Home >> Projects >> Face Detection & 3D Trajectory Generation Asim Shankar

[Some Faces]

Face Detection & 3D Trajectory Generation

As part of my final year undergraduate research project, we (Priyendra Singh Deshwal and I, with Dr. Amitabha Mukherjee) developed a system to generate 3D trajectories of actors moving in a video sequence and textual commentary on these trajectories.

As a first step, we began by implementing a face detection system in still images based on the system described by Henry Rowley (see CMU Face Group in references) in his doctoral thesis. We supplement the base detector described in that thesis with a "clustering" technique that works for both still images and across frames of a video that helps improve accuraccy and put multiple detections of the same face together. We later came across a much faster detector (a Haar detector proposed by Viola and Jones in 2001). For tracking we use the Continuously-Adaptive Mean-Shift algorithm. For more details, read on!


System Description

Face Detection

We use two basic face detectors in our system, one that uses a neural network as a classifier and is based on Henry Rowley's thesis (see CMU Face Group in references). The other is a face detector based on Haar-like features and is implemented in Intel's open source computer vision library (OpenCV). We observed that our implementations had a high degree of false positives, and detected the same face multiple times.

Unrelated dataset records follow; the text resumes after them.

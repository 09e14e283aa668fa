//! Local persistence seams for users, follow edges, posts, and likes.
//!
//! The traits mirror what a relational schema provides: unique constraints are reported as
//! [`StoreError::UniqueViolation`] and stay authoritative even when callers pre-check
//! availability.

pub mod memory;

// std
use std::future::Future;
// crates.io
use serde::Serialize;
use uuid::Uuid;
// self
use crate::{_prelude::*, error::Conflict};

pub use memory::MemoryStore;

/// Result type returned by store implementations.
pub type StoreResult<T> = std::result::Result<T, StoreError>;

/// Local projection of a provider account.
#[derive(Clone, Debug, PartialEq, Eq, Serialize)]
pub struct User {
	/// Provider-assigned identifier.
	pub external_id: String,
	/// Unique email address.
	pub email: String,
	/// Unique public handle.
	pub username: String,
	/// Given name.
	pub first_name: String,
	/// Family name.
	pub last_name: String,
	/// Creation time.
	pub created_at: DateTime<Utc>,
}

/// Insert payload for [`User`].
#[derive(Clone, Debug, PartialEq, Eq)]
pub struct NewUser {
	/// Provider-assigned identifier.
	pub external_id: String,
	/// Email address.
	pub email: String,
	/// Public handle.
	pub username: String,
	/// Given name.
	pub first_name: String,
	/// Family name.
	pub last_name: String,
}

/// Directed follow edge with per-edge flags.
#[derive(Clone, Debug, PartialEq, Eq, Serialize)]
pub struct Follow {
	/// Follower external id.
	pub follower: String,
	/// Followed external id.
	pub followed: String,
	/// Follower muted the followed user.
	pub is_muted: bool,
	/// Follower blocked the followed user.
	pub is_blocked: bool,
	/// Creation time.
	pub created_at: DateTime<Utc>,
}
impl Follow {
	/// Fresh edge with both flags cleared.
	pub fn new(follower: impl Into<String>, followed: impl Into<String>) -> Self {
		Self {
			follower: follower.into(),
			followed: followed.into(),
			is_muted: false,
			is_blocked: false,
			created_at: Utc::now(),
		}
	}
}

/// Short-form post.
#[derive(Clone, Debug, PartialEq, Eq, Serialize)]
pub struct Post {
	/// Post identifier.
	pub id: Uuid,
	/// Author external id.
	pub author: String,
	/// Body, 1 to 280 characters.
	pub content: String,
	/// Creation time.
	pub created_at: DateTime<Utc>,
}

/// Like of a post by a user.
#[derive(Clone, Debug, PartialEq, Eq, Serialize)]
pub struct Like {
	/// Liked post.
	pub post_id: Uuid,
	/// Liking user's external id.
	pub user: String,
	/// Creation time.
	pub created_at: DateTime<Utc>,
}

/// Constraint reported by [`StoreError::UniqueViolation`].
#[derive(Clone, Copy, Debug, PartialEq, Eq)]
pub enum UniqueField {
	/// `users.external_id`
	ExternalId,
	/// `users.email`
	Email,
	/// `users.username`
	Username,
	/// `follows(follower, followed)`
	FollowPair,
	/// `likes(post_id, user)`
	LikePair,
}

/// Store failure.
#[derive(Clone, Debug, PartialEq, Eq, thiserror::Error)]
pub enum StoreError {
	/// A unique constraint rejected the write.
	#[error("Unique constraint violated on {0:?}.")]
	UniqueViolation(UniqueField),
	/// Storage backend failure.
	#[error("Store backend failure: {0}")]
	Backend(String),
}
impl From<StoreError> for Error {
	fn from(value: StoreError) -> Self {
		match value {
			StoreError::UniqueViolation(UniqueField::Email) => Error::Conflict(Conflict::EmailTaken),
			StoreError::UniqueViolation(UniqueField::Username) =>
				Error::Conflict(Conflict::UsernameTaken),
			StoreError::UniqueViolation(UniqueField::FollowPair) =>
				Error::Conflict(Conflict::AlreadyFollowing),
			other => Error::Store(other.to_string()),
		}
	}
}

/// Local user records.
pub trait UserDirectory: Send + Sync {
	/// Insert a user; unique on external id, email, and username.
	fn create_user(&self, user: NewUser) -> impl Future<Output = StoreResult<User>> + Send;

	/// Whether no user holds `username`.
	fn is_username_available(&self, username: &str)
	-> impl Future<Output = StoreResult<bool>> + Send;

	/// Whether no user holds `email`.
	fn is_email_available(&self, email: &str) -> impl Future<Output = StoreResult<bool>> + Send;

	/// Look up a user by provider identifier.
	fn find_by_external_id(
		&self,
		external_id: &str,
	) -> impl Future<Output = StoreResult<Option<User>>> + Send;

	/// Remove a user and everything hanging off it; returns whether a row was removed.
	fn delete_user(&self, external_id: &str) -> impl Future<Output = StoreResult<bool>> + Send;
}

/// Follow edges.
pub trait FollowStore: Send + Sync {
	/// Insert an edge; unique on `(follower, followed)`.
	fn insert_follow(&self, follow: Follow) -> impl Future<Output = StoreResult<Follow>> + Send;

	/// Fetch the edge for an ordered pair.
	fn find_follow(
		&self,
		follower: &str,
		followed: &str,
	) -> impl Future<Output = StoreResult<Option<Follow>>> + Send;

	/// Overwrite the flags of an existing edge; returns `false` when no edge exists.
	fn save_follow(&self, follow: &Follow) -> impl Future<Output = StoreResult<bool>> + Send;

	/// Remove the edge for an ordered pair; returns whether one existed.
	fn delete_follow(
		&self,
		follower: &str,
		followed: &str,
	) -> impl Future<Output = StoreResult<bool>> + Send;

	/// Edges where `user` is the follower.
	fn following(&self, user: &str) -> impl Future<Output = StoreResult<Vec<Follow>>> + Send;

	/// Edges where `user` is followed.
	fn followers(&self, user: &str) -> impl Future<Output = StoreResult<Vec<Follow>>> + Send;
}

/// Posts and likes.
pub trait PostStore: Send + Sync {
	/// Insert a post.
	fn insert_post(&self, post: Post) -> impl Future<Output = StoreResult<Post>> + Send;

	/// Fetch a post.
	fn find_post(&self, id: Uuid) -> impl Future<Output = StoreResult<Option<Post>>> + Send;

	/// Delete a post and its likes; returns whether it existed.
	fn delete_post(&self, id: Uuid) -> impl Future<Output = StoreResult<bool>> + Send;

	/// Insert a like; unique on `(post_id, user)`.
	fn insert_like(&self, like: Like) -> impl Future<Output = StoreResult<Like>> + Send;

	/// Remove a like; returns whether it existed.
	fn delete_like(&self, post_id: Uuid, user: &str)
	-> impl Future<Output = StoreResult<bool>> + Send;

	/// Number of likes on a post.
	fn like_count(&self, post_id: Uuid) -> impl Future<Output = StoreResult<usize>> + Send;
}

In order to improve accuracy and to distinguish between different faces we use our own clustering technique.

Clustering Faces

A face detected by the network is in a rectangular region. We describe a face individually by a 4-tuple - (top-left x-coord of rectangle, top-left y-coord, size, frame) where size is the size of the rectangular region in pixels and frame is the frame number of the image in the video sequence. In this 4-dimensional space we then cluster faces together according to the euclidean distance between the 4-tuples. The strength of a cluster is the sum of the strengths of the individual faces (i.e., the value of the network output of these faces) in the cluster. We consider only clusters with a strength above a certain threshold (the value of the threshold is dependent on the number of frames in the sequence) as a face, thus each accepted cluster corresponds to a distinct face in the video. The clustering works as follows:
  1. F = set of all the faces (4-tuples) detected by the base detector (say N faces were detected).
  2. We construct "edges" between pairs of these N faces if the euclidean distance between the corresponding 4-tuples is less than a certain threshold.
  3. Each connected component of the graph formed by the set of vertices F and edges as described above form a single cluster corresponding to a single face

Tracking across frames

Applying the detection system on each and every frame of the sequence as a means of tracking is entincing. However, the detection systems can detect only frontal, upright faces (i.e., it cannot detect people not looking straight into the camera) and hence doing this wouldn't really help. Instead, we use a tracking algorithm that once initialized with the detection region keeps track of it (even as the face rotates or turns) through the video.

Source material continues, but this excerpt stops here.